**Your goal**
Could you return the data below exactly as it appears?

**Data excerpts**
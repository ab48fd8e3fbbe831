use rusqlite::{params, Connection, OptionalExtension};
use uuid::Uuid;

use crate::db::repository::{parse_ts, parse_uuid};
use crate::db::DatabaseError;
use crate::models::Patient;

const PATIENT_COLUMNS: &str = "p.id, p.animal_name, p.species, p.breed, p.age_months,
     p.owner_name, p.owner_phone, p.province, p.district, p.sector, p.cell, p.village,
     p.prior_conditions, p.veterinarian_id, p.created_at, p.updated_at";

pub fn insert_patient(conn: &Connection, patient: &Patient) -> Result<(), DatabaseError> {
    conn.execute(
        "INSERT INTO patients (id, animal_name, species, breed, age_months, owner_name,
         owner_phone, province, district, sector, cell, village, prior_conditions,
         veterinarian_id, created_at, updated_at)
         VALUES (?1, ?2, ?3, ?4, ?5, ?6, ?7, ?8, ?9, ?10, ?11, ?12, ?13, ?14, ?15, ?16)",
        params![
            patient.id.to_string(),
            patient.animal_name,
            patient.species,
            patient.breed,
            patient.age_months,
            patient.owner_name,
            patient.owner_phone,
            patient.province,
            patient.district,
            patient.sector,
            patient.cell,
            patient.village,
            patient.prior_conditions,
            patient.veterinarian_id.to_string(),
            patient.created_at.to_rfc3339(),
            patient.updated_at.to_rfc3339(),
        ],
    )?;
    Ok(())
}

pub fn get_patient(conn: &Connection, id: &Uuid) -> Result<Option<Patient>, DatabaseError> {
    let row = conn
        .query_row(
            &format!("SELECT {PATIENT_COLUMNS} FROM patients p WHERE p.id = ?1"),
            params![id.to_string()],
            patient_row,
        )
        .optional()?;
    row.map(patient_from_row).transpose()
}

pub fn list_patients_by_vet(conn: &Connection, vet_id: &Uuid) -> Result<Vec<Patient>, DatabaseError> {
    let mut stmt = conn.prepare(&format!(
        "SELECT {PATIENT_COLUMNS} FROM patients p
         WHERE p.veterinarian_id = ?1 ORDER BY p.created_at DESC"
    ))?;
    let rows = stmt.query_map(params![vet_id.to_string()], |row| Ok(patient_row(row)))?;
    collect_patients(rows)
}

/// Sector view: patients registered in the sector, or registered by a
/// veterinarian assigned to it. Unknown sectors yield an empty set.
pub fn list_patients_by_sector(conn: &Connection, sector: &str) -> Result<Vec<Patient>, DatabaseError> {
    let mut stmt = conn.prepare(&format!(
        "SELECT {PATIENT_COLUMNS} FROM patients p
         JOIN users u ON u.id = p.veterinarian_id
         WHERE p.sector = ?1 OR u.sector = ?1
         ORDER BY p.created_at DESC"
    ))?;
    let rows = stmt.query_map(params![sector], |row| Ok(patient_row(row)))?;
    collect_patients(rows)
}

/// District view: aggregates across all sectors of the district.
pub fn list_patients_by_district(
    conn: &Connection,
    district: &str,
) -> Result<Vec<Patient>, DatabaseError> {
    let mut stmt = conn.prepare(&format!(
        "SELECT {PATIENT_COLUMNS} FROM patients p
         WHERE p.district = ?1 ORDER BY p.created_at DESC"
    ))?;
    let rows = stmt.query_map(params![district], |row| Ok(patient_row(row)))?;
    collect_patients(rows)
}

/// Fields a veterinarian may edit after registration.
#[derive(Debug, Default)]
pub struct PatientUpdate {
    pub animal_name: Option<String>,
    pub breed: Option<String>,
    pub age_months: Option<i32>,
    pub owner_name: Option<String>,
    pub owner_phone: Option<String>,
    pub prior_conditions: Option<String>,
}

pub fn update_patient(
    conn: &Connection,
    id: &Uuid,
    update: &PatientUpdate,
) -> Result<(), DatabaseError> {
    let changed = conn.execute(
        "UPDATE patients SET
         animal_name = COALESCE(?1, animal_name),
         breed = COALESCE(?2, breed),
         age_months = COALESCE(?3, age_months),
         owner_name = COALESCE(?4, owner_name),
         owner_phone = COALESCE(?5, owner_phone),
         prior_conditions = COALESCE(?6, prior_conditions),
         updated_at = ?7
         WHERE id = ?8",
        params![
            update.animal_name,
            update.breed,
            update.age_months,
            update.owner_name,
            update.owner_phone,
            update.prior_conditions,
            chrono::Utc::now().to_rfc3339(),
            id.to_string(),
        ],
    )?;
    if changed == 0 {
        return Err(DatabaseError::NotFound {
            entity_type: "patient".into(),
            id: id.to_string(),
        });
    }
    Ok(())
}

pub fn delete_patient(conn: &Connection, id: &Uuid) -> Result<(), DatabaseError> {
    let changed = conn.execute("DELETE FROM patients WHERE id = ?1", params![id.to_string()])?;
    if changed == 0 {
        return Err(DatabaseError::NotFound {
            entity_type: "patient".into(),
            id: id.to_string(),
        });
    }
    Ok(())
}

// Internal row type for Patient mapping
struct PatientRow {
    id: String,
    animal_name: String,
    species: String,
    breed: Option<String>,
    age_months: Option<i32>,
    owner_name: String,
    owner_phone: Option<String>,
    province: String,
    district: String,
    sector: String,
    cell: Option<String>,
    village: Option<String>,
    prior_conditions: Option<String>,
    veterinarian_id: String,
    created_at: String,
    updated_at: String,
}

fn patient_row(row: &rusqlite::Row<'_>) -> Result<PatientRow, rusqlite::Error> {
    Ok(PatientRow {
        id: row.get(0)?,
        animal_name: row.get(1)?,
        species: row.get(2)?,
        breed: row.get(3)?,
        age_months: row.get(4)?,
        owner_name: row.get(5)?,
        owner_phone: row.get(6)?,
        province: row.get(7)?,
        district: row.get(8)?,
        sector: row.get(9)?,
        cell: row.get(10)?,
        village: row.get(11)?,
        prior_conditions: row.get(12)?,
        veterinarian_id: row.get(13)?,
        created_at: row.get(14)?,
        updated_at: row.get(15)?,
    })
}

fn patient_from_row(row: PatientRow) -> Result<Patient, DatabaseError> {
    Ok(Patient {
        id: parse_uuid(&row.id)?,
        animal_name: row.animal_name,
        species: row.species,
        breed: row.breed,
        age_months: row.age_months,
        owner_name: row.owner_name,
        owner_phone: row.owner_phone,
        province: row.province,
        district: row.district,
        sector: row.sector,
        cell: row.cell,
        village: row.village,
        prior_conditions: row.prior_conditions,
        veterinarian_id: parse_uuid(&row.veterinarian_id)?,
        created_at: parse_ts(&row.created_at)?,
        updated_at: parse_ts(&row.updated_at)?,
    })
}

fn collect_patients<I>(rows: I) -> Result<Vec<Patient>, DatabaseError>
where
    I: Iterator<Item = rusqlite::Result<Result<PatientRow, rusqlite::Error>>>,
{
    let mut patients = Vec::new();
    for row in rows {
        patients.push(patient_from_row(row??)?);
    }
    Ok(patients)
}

**Completed exercise**
repository ab48fd8e3fbbe831
use rusqlite::{params, Connection, OptionalExtension};
use uuid::Uuid;

use crate::db::repository::{parse_ts, parse_uuid};
use crate::db::DatabaseError;
use crate::models::Patient;

const PATIENT_COLUMNS: &str = "p.id, p.animal_name, p.species, p.breed, p.age_months,
     p.owner_name, p.owner_phone, p.province, p.district, p.sector, p.cell, p.village,
     p.prior_conditions, p.veterinarian_id, p.created_at, p.updated_at";

pub fn insert_patient(conn: &Connection, patient: &Patient) -> Result<(), DatabaseError> {
    conn.execute(
        "INSERT INTO patients (id, animal_name, species, breed, age_months, owner_name,
         owner_phone, province, district, sector, cell, village, prior_conditions,
         veterinarian_id, created_at, updated_at)
         VALUES (?1, ?2, ?3, ?4, ?5, ?6, ?7, ?8, ?9, ?10, ?11, ?12, ?13, ?14, ?15, ?16)",
        params![
            patient.id.to_string(),
            patient.animal_name,
            patient.species,
            patient.breed,
            patient.age_months,
            patient.owner_name,
            patient.owner_phone,
            patient.province,
            patient.district,
            patient.sector,
            patient.cell,
            patient.village,
            patient.prior_conditions,
            patient.veterinarian_id.to_string(),
            patient.created_at.to_rfc3339(),
            patient.updated_at.to_rfc3339(),
        ],
    )?;
    Ok(())
}

pub fn get_patient(conn: &Connection, id: &Uuid) -> Result<Option<Patient>, DatabaseError> {
    let row = conn
        .query_row(
            &format!("SELECT {PATIENT_COLUMNS} FROM patients p WHERE p.id = ?1"),
            params![id.to_string()],
            patient_row,
        )
        .optional()?;
    row.map(patient_from_row).transpose()
}

pub fn list_patients_by_vet(conn: &Connection, vet_id: &Uuid) -> Result<Vec<Patient>, DatabaseError> {
    let mut stmt = conn.prepare(&format!(
        "SELECT {PATIENT_COLUMNS} FROM patients p
         WHERE p.veterinarian_id = ?1 ORDER BY p.created_at DESC"
    ))?;
    let rows = stmt.query_map(params![vet_id.to_string()], |row| Ok(patient_row(row)))?;
    collect_patients(rows)
}

/// Sector view: patients registered in the sector, or registered by a
/// veterinarian assigned to it. Unknown sectors yield an empty set.
pub fn list_patients_by_sector(conn: &Connection, sector: &str) -> Result<Vec<Patient>, DatabaseError> {
    let mut stmt = conn.prepare(&format!(
        "SELECT {PATIENT_COLUMNS} FROM patients p
         JOIN users u ON u.id = p.veterinarian_id
         WHERE p.sector = ?1 OR u.sector = ?1
         ORDER BY p.created_at DESC"
    ))?;
    let rows = stmt.query_map(params![sector], |row| Ok(patient_row(row)))?;
    collect_patients(rows)
}

/// District view: aggregates across all sectors of the district.
pub fn list_patients_by_district(
    conn: &Connection,
    district: &str,
) -> Result<Vec<Patient>, DatabaseError> {
    let mut stmt = conn.prepare(&format!(
        "SELECT {PATIENT_COLUMNS} FROM patients p
         WHERE p.district = ?1 ORDER BY p.created_at DESC"
    ))?;
    let rows = stmt.query_map(params![district], |row| Ok(patient_row(row)))?;
    collect_patients(rows)
}

/// Fields a veterinarian may edit after registration.
#[derive(Debug, Default)]
pub struct PatientUpdate {
    pub animal_name: Option<String>,
    pub breed: Option<String>,
    pub age_months: Option<i32>,
    pub owner_name: Option<String>,
    pub owner_phone: Option<String>,
    pub prior_conditions: Option<String>,
}

pub fn update_patient(
    conn: &Connection,
    id: &Uuid,
    update: &PatientUpdate,
) -> Result<(), DatabaseError> {
    let changed = conn.execute(
        "UPDATE patients SET
         animal_name = COALESCE(?1, animal_name),
         breed = COALESCE(?2, breed),
         age_months = COALESCE(?3, age_months),
         owner_name = COALESCE(?4, owner_name),
         owner_phone = COALESCE(?5, owner_phone),
         prior_conditions = COALESCE(?6, prior_conditions),
         updated_at = ?7
         WHERE id = ?8",
        params![
            update.animal_name,
            update.breed,
            update.age_months,
            update.owner_name,
            update.owner_phone,
            update.prior_conditions,
            chrono::Utc::now().to_rfc3339(),
            id.to_string(),
        ],
    )?;
    if changed == 0 {
        return Err(DatabaseError::NotFound {
            entity_type: "patient".into(),
            id: id.to_string(),
        });
    }
    Ok(())
}

pub fn delete_patient(conn: &Connection, id: &Uuid) -> Result<(), DatabaseError> {
    let changed = conn.execute("DELETE FROM patients WHERE id = ?1", params![id.to_string()])?;
    if changed == 0 {
        return Err(DatabaseError::NotFound {
            entity_type: "patient".into(),
            id: id.to_string(),
        });
    }
    Ok(())
}

// Internal row type for Patient mapping
struct PatientRow {
    id: String,
    animal_name: String,
    species: String,
    breed: Option<String>,
    age_months: Option<i32>,
    owner_name: String,
    owner_phone: Option<String>,
    province: String,
    district: String,
    sector: String,
    cell: Option<String>,
    village: Option<String>,
    prior_conditions: Option<String>,
    veterinarian_id: String,
    created_at: String,
    updated_at: String,
}

fn patient_row(row: &rusqlite::Row<'_>) -> Result<PatientRow, rusqlite::Error> {
    Ok(PatientRow {
        id: row.get(0)?,
        animal_name: row.get(1)?,
        species: row.get(2)?,
        breed: row.get(3)?,
        age_months: row.get(4)?,
        owner_name: row.get(5)?,
        owner_phone: row.get(6)?,
        province: row.get(7)?,
        district: row.get(8)?,
        sector: row.get(9)?,
        cell: row.get(10)?,
        village: row.get(11)?,
        prior_conditions: row.get(12)?,
        veterinarian_id: row.get(13)?,
        created_at: row.get(14)?,
        updated_at: row.get(15)?,
    })
}

fn patient_from_row(row: PatientRow) -> Result<Patient, DatabaseError> {
    Ok(Patient {
        id: parse_uuid(&row.id)?,
        animal_name: row.animal_name,
        species: row.species,
        breed: row.breed,
        age_months: row.age_months,
        owner_name: row.owner_name,
        owner_phone: row.owner_phone,
        province: row.province,
        district: row.district,
        sector: row.sector,
        cell: row.cell,
        village: row.village,
        prior_conditions: row.prior_conditions,
        veterinarian_id: parse_uuid(&row.veterinarian_id)?,
        created_at: parse_ts(&row.created_at)?,
        updated_at: parse_ts(&row.updated_at)?,
    })
}

fn collect_patients<I>(rows: I) -> Result<Vec<Patient>, DatabaseError>
where
    I: Iterator<Item = rusqlite::Result<Result<PatientRow, rusqlite::Error>>>,
{
    let mut patients = Vec::new();
    for row in rows {
        patients.push(patient_from_row(row??)?);
    }
    Ok(patients)
}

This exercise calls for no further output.